With these principles in mind, we review the salient testimony of both the victim and defendant and the other evidence to determine if a reasonable doubt exists concerning defendant’s conviction. The vie*952tim testified that she arrived at the parking lot of the Bloomingshire Restaurant at 11:28 a.m. on Saturday, September 4, 1982, for the purpose of meeting a friend, Joel Maschinski, to repay a $40 debt she owed him for concert tickets. Maschinski’s testimony confirmed the purpose of the meeting and established that he was 10 to 15 minutes late, arriving at approximately 11:45 a.m. The victim further testified that she waited in her car with the radio playing for Maschinski to arrive. In contrast, defendant testified he met the victim across the street in a Dunkin Donuts shop, where she propositioned him. He declined, but agreed to drive her to her car parked across the street in the restaurant parking lot. The jury could have found it unlikely that the victim would ask him for a ride across the street, especially after he had just declined her offer for sex.

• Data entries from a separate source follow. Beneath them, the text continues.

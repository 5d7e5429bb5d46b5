//! Generating SQL scripts for a range of migrations

use std::path::Path;
use std::process::Command;

use crate::error::SquashError;

/// Produces the SQL script that moves a database from one migration to another
pub trait ScriptGenerator {
    /// Script from `from` to `to`; `"0"` stands for the empty database.
    ///
    /// When `to` is older than `from` the script reverts.
    fn generate(&self, from: &str, to: &str, project: &Path) -> Result<String, SquashError>;
}

/// Runs `dotnet ef migrations script` against the already-built project
#[derive(Debug, Clone)]
pub struct DotnetEf {
    pub program: String,
}

impl Default for DotnetEf {
    fn default() -> Self {
        Self {
            program: "dotnet".to_string(),
        }
    }
}

impl ScriptGenerator for DotnetEf {
    fn generate(&self, from: &str, to: &str, project: &Path) -> Result<String, SquashError> {
        let output = Command::new(&self.program)
            .args(["ef", "migrations", "script", from, to])
            .arg("--project")
            .arg(project)
            .arg("--no-build")
            .output()
            .map_err(|e| SquashError::ExternalTool {
                message: format!("Failed to run {}: {}", self.program, e),
            })?;

        if !output.status.success() {
            return Err(SquashError::ExternalTool {
                message: format!(
                    "dotnet ef migrations script {} {} exited with {}: {}",
                    from,
                    to,
                    output.status,
                    String::from_utf8_lossy(&output.stderr).trim()
                ),
            });
        }

        let script = String::from_utf8_lossy(&output.stdout).into_owned();
        if script.trim().is_empty() {
            return Err(SquashError::ExternalTool {
                message: format!("dotnet ef migrations script {} {} produced no output", from, to),
            });
        }
        Ok(script)
    }
}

The victim further testified defendant arrived in his maroon van in the restaurant parking lot, which was deserted except for her car, got out and tried to open the restaurant door, and then asked the victim if she was employed by the restaurant or knew the owner. She said she didn’t, he again tried the door, she turned to look for Maschinski and suddenly defendant through the car window pointed a knife at her. After threatening to cut her throat, he forced her to enter the van.

Defendant’s version was that after dropping the victim off in the parking lot, he tried the restaurant door and then came back to the car and asked the victim if her offer was still good. She said it was, and defendant suggested they use his van. Once there, they kissed and caressed, but defendant said he was nervous because of the people nearby. Then, the victim heard a car approach, looked out the back window, identified the driver as Maschinski and ordered defendant to drive away so that Maschinski wouldn’t discover them and inform her boyfriend.

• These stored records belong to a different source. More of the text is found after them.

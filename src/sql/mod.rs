//! Converting migrations to raw SQL through the EF Core tooling

mod convert;
mod locator;
mod sanitizer;
mod script_generator;

pub use convert::{convert_procedures, to_sql_body, ScriptRange};
pub use locator::find_project;
pub use sanitizer::{sanitize_sql, SqlSanitizer, DEFAULT_HISTORY_TABLE};
pub use script_generator::{DotnetEf, ScriptGenerator};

The jury could have found several problems exist with defendant’s version. First, since the victim had agreed to meet Maschinski at the restaurant during the time she and defendant were in the van, the victim would not likely risk being caught by agreeing to perform the act in the parking lot. Furthermore, both Maschinski and a police officer who- later arrived at the restaurant found the victim’s car with the keys in the ignition, with the ignition in the auxiliary position, and with the radio playing. While defendant testified the victim left the keys in the car because she stated “this won’t take long,” the jury could have concluded the victim would not likely leave the car in this condition if she were concerned about being discovered, because she knew Maschinski was due to arrive at any moment. Finally, defendant’s explanation for his inability to become aroused in the van—that *953there were a lot of people around—conflicts with the victim’s statement that the restaurant parking lot was empty. Despite his testimony that he was nervous, defendant was the person who suggested that they enter the van to have sex. Also, defendant testified the victim observed Maschinski out of the back window of the van, while the victim testified the back window of the van was too dirty to afford a view of the outside.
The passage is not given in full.